Search the material for the string "insert", then return every line where it is found.
[Start of section]
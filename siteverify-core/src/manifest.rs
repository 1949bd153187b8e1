//! Static schema metadata for the orchestration layer.
//!
//! The managed resource and the token data source are described as plain
//! data (input/output fields plus the operations the controller
//! implements) instead of being registered in process-global tables. An
//! orchestration layer pairs a manifest with the matching service
//! ([`VerificationService`](crate::services::VerificationService) for
//! [`dns_resource`], [`TokenService`](crate::services::TokenService) for
//! [`dns_token_data_source`]) and owns dispatch itself.

use serde::{Deserialize, Serialize};

use crate::types::{DEFAULT_CREATE_TIMEOUT_SECS, DEFAULT_DELETE_TIMEOUT_SECS};

pub const DOMAIN_KEY: &str = "domain";
pub const TOKEN_KEY: &str = "token";
pub const RECORD_TYPE_KEY: &str = "record_type";
pub const RECORD_NAME_KEY: &str = "record_name";
pub const RECORD_VALUE_KEY: &str = "record_value";
pub const CREDENTIALS_KEY: &str = "credentials";

/// Lifecycle operations a manifest's service implements.
#[derive(Debug, Clone, Copy, PartialEq, Eq, Serialize, Deserialize)]
#[serde(rename_all = "lowercase")]
pub enum Operation {
    Create,
    Read,
    Delete,
    Import,
}

/// Definition of a single input/output field.
#[derive(Debug, Clone, Serialize, Deserialize)]
pub struct FieldSpec {
    /// Machine-readable field key (e.g., `"domain"`).
    pub key: String,
    /// Help/description text.
    pub description: String,
    /// Whether the field must be supplied.
    pub required: bool,
    /// Changing this input forces destroy + recreate.
    pub force_new: bool,
    /// Output computed by the controller rather than supplied.
    pub computed: bool,
    /// Should be masked in logs and UIs.
    pub sensitive: bool,
}

impl FieldSpec {
    fn input(key: &str, description: &str, force_new: bool) -> Self {
        Self {
            key: key.to_string(),
            description: description.to_string(),
            required: true,
            force_new,
            computed: false,
            sensitive: false,
        }
    }

    fn computed(key: &str, description: &str) -> Self {
        Self {
            key: key.to_string(),
            description: description.to_string(),
            required: false,
            force_new: false,
            computed: true,
            sensitive: false,
        }
    }

    fn optional_sensitive(key: &str, description: &str) -> Self {
        Self {
            key: key.to_string(),
            description: description.to_string(),
            required: false,
            force_new: false,
            computed: false,
            sensitive: true,
        }
    }
}

/// Static description of one managed resource or data source.
#[derive(Debug, Clone, Serialize, Deserialize)]
pub struct ResourceManifest {
    /// Resource type name (e.g., `"siteverify_dns"`).
    pub type_name: String,
    /// Short description of what the resource manages.
    pub description: String,
    /// Input and output fields.
    pub fields: Vec<FieldSpec>,
    /// Operations the matching service implements.
    pub operations: Vec<Operation>,
    /// Default create retry budget, when the resource has one.
    #[serde(skip_serializing_if = "Option::is_none")]
    pub create_timeout_secs: Option<u64>,
    /// Default delete retry budget, when the resource has one.
    #[serde(skip_serializing_if = "Option::is_none")]
    pub delete_timeout_secs: Option<u64>,
}

/// Manifest for the managed domain verification resource.
#[must_use]
pub fn dns_resource() -> ResourceManifest {
    ResourceManifest {
        type_name: "siteverify_dns".to_string(),
        description: "Verifies ownership of a domain via a published DNS TXT record."
            .to_string(),
        fields: vec![
            FieldSpec::input(DOMAIN_KEY, "The domain you want to verify.", true),
            FieldSpec::input(
                TOKEN_KEY,
                "The token from the siteverify_dns_token data source. \
                 A changed token forces a new verification.",
                true,
            ),
            FieldSpec::computed("id", "Authority-assigned resource identifier."),
        ],
        operations: vec![
            Operation::Create,
            Operation::Read,
            Operation::Delete,
            Operation::Import,
        ],
        create_timeout_secs: Some(DEFAULT_CREATE_TIMEOUT_SECS),
        delete_timeout_secs: Some(DEFAULT_DELETE_TIMEOUT_SECS),
    }
}

/// Manifest for the read-only token data source.
#[must_use]
pub fn dns_token_data_source() -> ResourceManifest {
    ResourceManifest {
        type_name: "siteverify_dns_token".to_string(),
        description: "The DNS record to publish before verifying a domain.".to_string(),
        fields: vec![
            FieldSpec::input(DOMAIN_KEY, "The domain you want to verify.", false),
            FieldSpec::computed(RECORD_TYPE_KEY, "The type of DNS record to create."),
            FieldSpec::computed(RECORD_NAME_KEY, "The name of the record to create."),
            FieldSpec::computed(RECORD_VALUE_KEY, "The value of the record to create."),
        ],
        operations: vec![Operation::Read],
        create_timeout_secs: None,
        delete_timeout_secs: None,
    }
}

/// Provider-level configuration fields.
#[must_use]
pub fn provider_fields() -> Vec<FieldSpec> {
    vec![FieldSpec::optional_sensitive(
        CREDENTIALS_KEY,
        "Either the path to or the contents of a service account key file in \
         JSON format. If not provided, application default credentials are used.",
    )]
}
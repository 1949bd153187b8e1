use serde::{Deserialize, Serialize};

/// Record type of every verification proof record this controller manages.
pub const DNS_TXT_RECORD_TYPE: &str = "TXT";

/// A managed domain verification.
///
/// `id` is assigned by the authority on a successful create
/// (`dns://<domain>`, already percent-decoded). The controller holds no
/// copy of this between invocations; the orchestration layer stores it and
/// hands it back for read/delete/import.
///
/// `domain` and `token` are immutable for the resource's lifetime:
/// changing either means destroying and recreating the verification.
#[derive(Debug, Clone, PartialEq, Eq, Serialize, Deserialize)]
pub struct VerificationResource {
    /// Authority-assigned identifier, stable once assigned.
    pub id: String,
    /// The verified domain.
    pub domain: String,
    /// The token that was published to prove ownership.
    pub token: String,
}

/// The DNS record an operator must publish to prove ownership of a domain.
///
/// Computed fresh on every query and never persisted: the authority is the
/// only source of truth for token values.
#[derive(Debug, Clone, PartialEq, Eq, Serialize, Deserialize)]
pub struct DnsTokenRecord {
    /// Always `"TXT"`.
    pub record_type: String,
    /// Name of the record to create (the domain itself).
    pub record_name: String,
    /// Value of the record (the authority-issued token).
    pub record_value: String,
}

impl DnsTokenRecord {
    /// Build the TXT record for `domain` carrying `token`.
    #[must_use]
    pub fn new(domain: impl Into<String>, token: impl Into<String>) -> Self {
        Self {
            record_type: DNS_TXT_RECORD_TYPE.to_string(),
            record_name: domain.into(),
            record_value: token.into(),
        }
    }
}
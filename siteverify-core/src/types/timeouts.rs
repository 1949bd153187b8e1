use std::time::Duration;

/// 默认 create 重试预算（秒）—— DNS 传播可能需要接近一小时
pub(crate) const DEFAULT_CREATE_TIMEOUT_SECS: u64 = 3600;
/// 默认 delete 重试预算（秒）
pub(crate) const DEFAULT_DELETE_TIMEOUT_SECS: u64 = 1200;

/// Wall-clock retry budgets for the lifecycle operations.
///
/// Retries are bounded only by these budgets, never by attempt count:
/// DNS propagation decides how long a create takes, not the controller.
#[derive(Debug, Clone, Copy, PartialEq, Eq)]
pub struct VerificationTimeouts {
    /// Budget for the create loop (insert until the authority sees the
    /// proof record).
    pub create: Duration,
    /// Budget for the delete loop (delete until the authority stops
    /// seeing the proof record).
    pub delete: Duration,
}

impl Default for VerificationTimeouts {
    fn default() -> Self {
        Self {
            create: Duration::from_secs(DEFAULT_CREATE_TIMEOUT_SECS),
            delete: Duration::from_secs(DEFAULT_DELETE_TIMEOUT_SECS),
        }
    }
}
//! Google Site Verification HTTP 请求方法

use serde::{Deserialize, Serialize};

use crate::credentials::SITE_VERIFICATION_SCOPE;
use crate::error::{ProviderError, Result};
use crate::http_client::HttpUtils;
use crate::traits::{ApiErrorMapper, RawApiError};

use super::{API_BASE, ApiErrorEnvelope, GoogleSiteVerification};

impl GoogleSiteVerification {
    /// 为本次请求获取 Bearer 头（token 源自带缓存与刷新）
    async fn bearer(&self) -> Result<String> {
        let token = self
            .token_source
            .token(&[SITE_VERIFICATION_SCOPE])
            .await
            .map_err(|e| ProviderError::InvalidCredentials {
                detail: e.to_string(),
            })?;
        Ok(format!("Bearer {}", token.as_str()))
    }

    /// 执行 GET 请求
    pub(crate) async fn get_json<T: for<'de> Deserialize<'de>>(&self, path: &str) -> Result<T> {
        let url = format!("{API_BASE}{path}");
        let bearer = self.bearer().await?;

        let (status, body) = HttpUtils::execute_request(
            self.client.get(&url).header("Authorization", bearer),
            "GET",
            &url,
        )
        .await?;

        self.decode(status, &body)
    }

    /// 执行 POST 请求
    pub(crate) async fn post_json<T: for<'de> Deserialize<'de>, B: Serialize>(
        &self,
        path: &str,
        body: &B,
    ) -> Result<T> {
        let url = format!("{API_BASE}{path}");
        let bearer = self.bearer().await?;

        let (status, text) = HttpUtils::execute_request(
            self.client
                .post(&url)
                .header("Authorization", bearer)
                .json(body),
            "POST",
            &url,
        )
        .await?;

        self.decode(status, &text)
    }

    /// 执行 DELETE 请求（成功时响应体为空）
    pub(crate) async fn delete_path(&self, path: &str) -> Result<()> {
        let url = format!("{API_BASE}{path}");
        let bearer = self.bearer().await?;

        let (status, body) = HttpUtils::execute_request(
            self.client.delete(&url).header("Authorization", bearer),
            "DELETE",
            &url,
        )
        .await?;

        if (200..300).contains(&status) {
            Ok(())
        } else {
            Err(self.api_error(status, &body))
        }
    }

    fn decode<T: for<'de> Deserialize<'de>>(&self, status: u16, body: &str) -> Result<T> {
        if (200..300).contains(&status) {
            HttpUtils::parse_json(body)
        } else {
            Err(self.api_error(status, body))
        }
    }

    /// 从错误响应中提取原始消息；无法解析信封时原样保留响应体。
    fn api_error(&self, status: u16, body: &str) -> ProviderError {
        let raw = match serde_json::from_str::<ApiErrorEnvelope>(body) {
            Ok(envelope) => {
                let reason = envelope
                    .error
                    .errors
                    .first()
                    .and_then(|item| item.reason.clone());
                match reason {
                    Some(reason) => RawApiError::with_reason(status, reason, envelope.error.message),
                    None => RawApiError::new(status, envelope.error.message),
                }
            }
            Err(_) => RawApiError::new(status, body.trim().to_string()),
        };

        let err = self.map_error(raw);
        if err.is_expected() {
            log::warn!("API error: {err}");
        } else {
            log::error!("API error: {err}");
        }
        err
    }
}
//! Generic HTTP request plumbing
//!
//! One send/read/log path shared by every endpoint wrapper. The helpers
//! deliberately do not retry: the authority's interesting failures are
//! workflow races that the caller's deadline-driven loop must own.

use reqwest::RequestBuilder;
use serde::de::DeserializeOwned;

use crate::error::ProviderError;

/// HTTP tool function set
pub(crate) struct HttpUtils;

impl HttpUtils {
    /// Performs an HTTP request and returns the status code and body text.
    ///
    /// Transport failures map to [`ProviderError::Timeout`] or
    /// [`ProviderError::NetworkError`]; any response that arrives is
    /// returned to the caller for endpoint-specific decoding, whatever
    /// its status code.
    pub(crate) async fn execute_request(
        request_builder: RequestBuilder,
        method_name: &str,
        url_or_action: &str,
    ) -> Result<(u16, String), ProviderError> {
        log::debug!("{method_name} {url_or_action}");

        let response = request_builder.send().await.map_err(|e| {
            if e.is_timeout() {
                ProviderError::Timeout {
                    detail: e.to_string(),
                }
            } else {
                ProviderError::NetworkError {
                    detail: e.to_string(),
                }
            }
        })?;

        let status_code = response.status().as_u16();
        log::debug!("Response Status: {status_code}");

        let response_text = response
            .text()
            .await
            .map_err(|e| ProviderError::NetworkError {
                detail: format!("Failed to read response body: {e}"),
            })?;

        // Bodies can carry verification tokens; log only their size.
        log::debug!("Response Body: {} bytes", response_text.len());

        Ok((status_code, response_text))
    }

    /// Parse a JSON response body.
    pub(crate) fn parse_json<T>(response_text: &str) -> Result<T, ProviderError>
    where
        T: DeserializeOwned,
    {
        serde_json::from_str(response_text).map_err(|e| {
            log::error!("JSON parse failed: {e}");
            ProviderError::ParseError {
                detail: e.to_string(),
            }
        })
    }
}
use serde::{Deserialize, Serialize};

/// Snapshot of a verification web resource held by the authority.
///
/// Returned by [`SiteVerifier::insert`](crate::SiteVerifier::insert) and
/// [`SiteVerifier::get`](crate::SiteVerifier::get). Lifecycle state lives
/// entirely on the authority's side; this is a point-in-time view, not a
/// handle.
#[derive(Debug, Clone, Serialize, Deserialize)]
pub struct WebResource {
    /// Authority-assigned identifier, e.g. `dns://example.com`.
    ///
    /// The authority may return this percent-encoded (internationalized
    /// domains); the value is passed through exactly as received.
    pub id: String,
    /// The site this resource verifies, when reported.
    #[serde(skip_serializing_if = "Option::is_none")]
    pub site: Option<VerifiedSite>,
}

/// The site portion of a [`WebResource`].
#[derive(Debug, Clone, Serialize, Deserialize)]
pub struct VerifiedSite {
    /// Domain the verification applies to.
    pub identifier: String,
    /// Authority-side site type, e.g. `INET_DOMAIN`.
    pub site_type: String,
}
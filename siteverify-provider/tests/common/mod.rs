//! 共享测试工具和辅助函数

#![allow(dead_code)]

use std::env;
use std::sync::Arc;

use siteverify_provider::{SiteVerifier, create_verifier};

/// 跳过测试的宏（当环境变量缺失时）
#[macro_export]
macro_rules! skip_if_no_credentials {
    ($($var:expr),+) => {
        $(
            if std::env::var($var).is_err() {
                eprintln!("跳过测试: 缺少环境变量 {}", $var);
                return;
            }
        )+
    };
}

/// 断言 `Option` 为 `Some`，并解包返回内部值（失败则直接让测试失败）。
#[macro_export]
macro_rules! require_some {
    ($expr:expr $(,)?) => {{
        let opt = $expr;
        assert!(opt.is_some(), "expected Some(..), got None");
        let Some(val) = opt else {
            return;
        };
        val
    }};
}

/// 断言 `Result` 为 `Ok`，并解包返回内部值（失败则直接让测试失败）。
#[macro_export]
macro_rules! require_ok {
    ($expr:expr $(,)?) => {{
        let res = $expr;
        assert!(res.is_ok(), "expected Ok(..), got {res:?}");
        let Ok(val) = res else {
            return;
        };
        val
    }};
}

/// 测试上下文 - 封装客户端和测试域名
///
/// 凭证通过 `SITEVERIFY_CREDENTIALS`（key JSON 或路径，缺省时走
/// application default credentials）、域名通过 `SITEVERIFY_TEST_DOMAIN` 注入。
pub struct TestContext {
    pub verifier: Arc<dyn SiteVerifier>,
    pub domain: String,
}

impl TestContext {
    pub async fn google() -> Option<Self> {
        let domain = env::var("SITEVERIFY_TEST_DOMAIN").ok()?;
        let inline = env::var("SITEVERIFY_CREDENTIALS").ok();

        let verifier = create_verifier(inline.as_deref()).await.ok()?;

        Some(Self { verifier, domain })
    }
}
//! # siteverify-provider
//!
//! A client library for the [Google Site Verification API], covering the
//! four operations an ownership-verification workflow needs:
//!
//! | Operation | Endpoint | Purpose |
//! |-----------|----------|---------|
//! | `get_token` | `POST /token` | Fetch the DNS TXT token to publish |
//! | `insert` | `POST /webResource` | Ask the authority to verify the domain |
//! | `get` | `GET /webResource/{id}` | Check that a verification still exists |
//! | `delete` | `DELETE /webResource/{id}` | Unverify a domain |
//!
//! Each call is a single request/response round trip. The library never
//! retries internally; callers own the retry policy because the interesting
//! failures (DNS propagation races) are workflow-level concerns.
//!
//! [Google Site Verification API]: https://developers.google.com/site-verification
//!
//! ## Feature Flags
//!
//! ### TLS Backend
//!
//! - **`native-tls`** *(default)* — Use the platform's native TLS implementation.
//! - **`rustls`** — Use rustls. Recommended for cross-compilation.
//!
//! ## Quick Start
//!
//! ```rust,no_run
//! use siteverify_provider::create_verifier;
//!
//! #[tokio::main]
//! async fn main() -> Result<(), Box<dyn std::error::Error>> {
//!     // 1. Build a client. `None` falls back to application default credentials.
//!     let verifier = create_verifier(None).await?;
//!
//!     // 2. Fetch the token the operator must publish as a DNS TXT record.
//!     let token = verifier.get_token("example.com").await?;
//!     println!("publish TXT record: {token}");
//!
//!     // 3. Once the record is visible, ask the authority to verify.
//!     let resource = verifier.insert("example.com").await?;
//!     println!("verified as {}", resource.id);
//!
//!     Ok(())
//! }
//! ```
//!
//! ## Credentials
//!
//! [`create_verifier`] accepts an optional string that is either the JSON
//! contents of a service account key or a path to one; when absent, the
//! standard application-default-credentials chain is used. See
//! [`Credentials`] for the exact decision order.
//!
//! ## Error Handling
//!
//! All operations return [`Result<T, ProviderError>`](ProviderError).
//! Authority-side failures surface as [`ProviderError::Api`] with the
//! diagnostic message preserved verbatim, because the API exposes no
//! structured error code for several workflow-relevant conditions and
//! callers must classify by message text.

mod credentials;
mod error;
mod factory;
mod http_client;
mod providers;
mod traits;
mod types;

// Re-export error types
pub use error::{ProviderError, Result};

// Re-export credential resolution
pub use credentials::{Credentials, SITE_VERIFICATION_SCOPE};

// Re-export factory function
pub use factory::create_verifier;

// Re-export core trait only (internal traits are not exported)
pub use traits::SiteVerifier;

// Re-export types
pub use types::{VerifiedSite, WebResource};

// Re-export the concrete authority client
pub use providers::GoogleSiteVerification;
[End of section]
**Response to the exercise**.
    /// Budget for the create loop (insert until the authority sees the
/// Returned by [`SiteVerifier::insert`](crate::SiteVerifier::insert) and
//! | `insert` | `POST /webResource` | Ask the authority to verify the domain |
//!     let resource = verifier.insert("example.com").await?;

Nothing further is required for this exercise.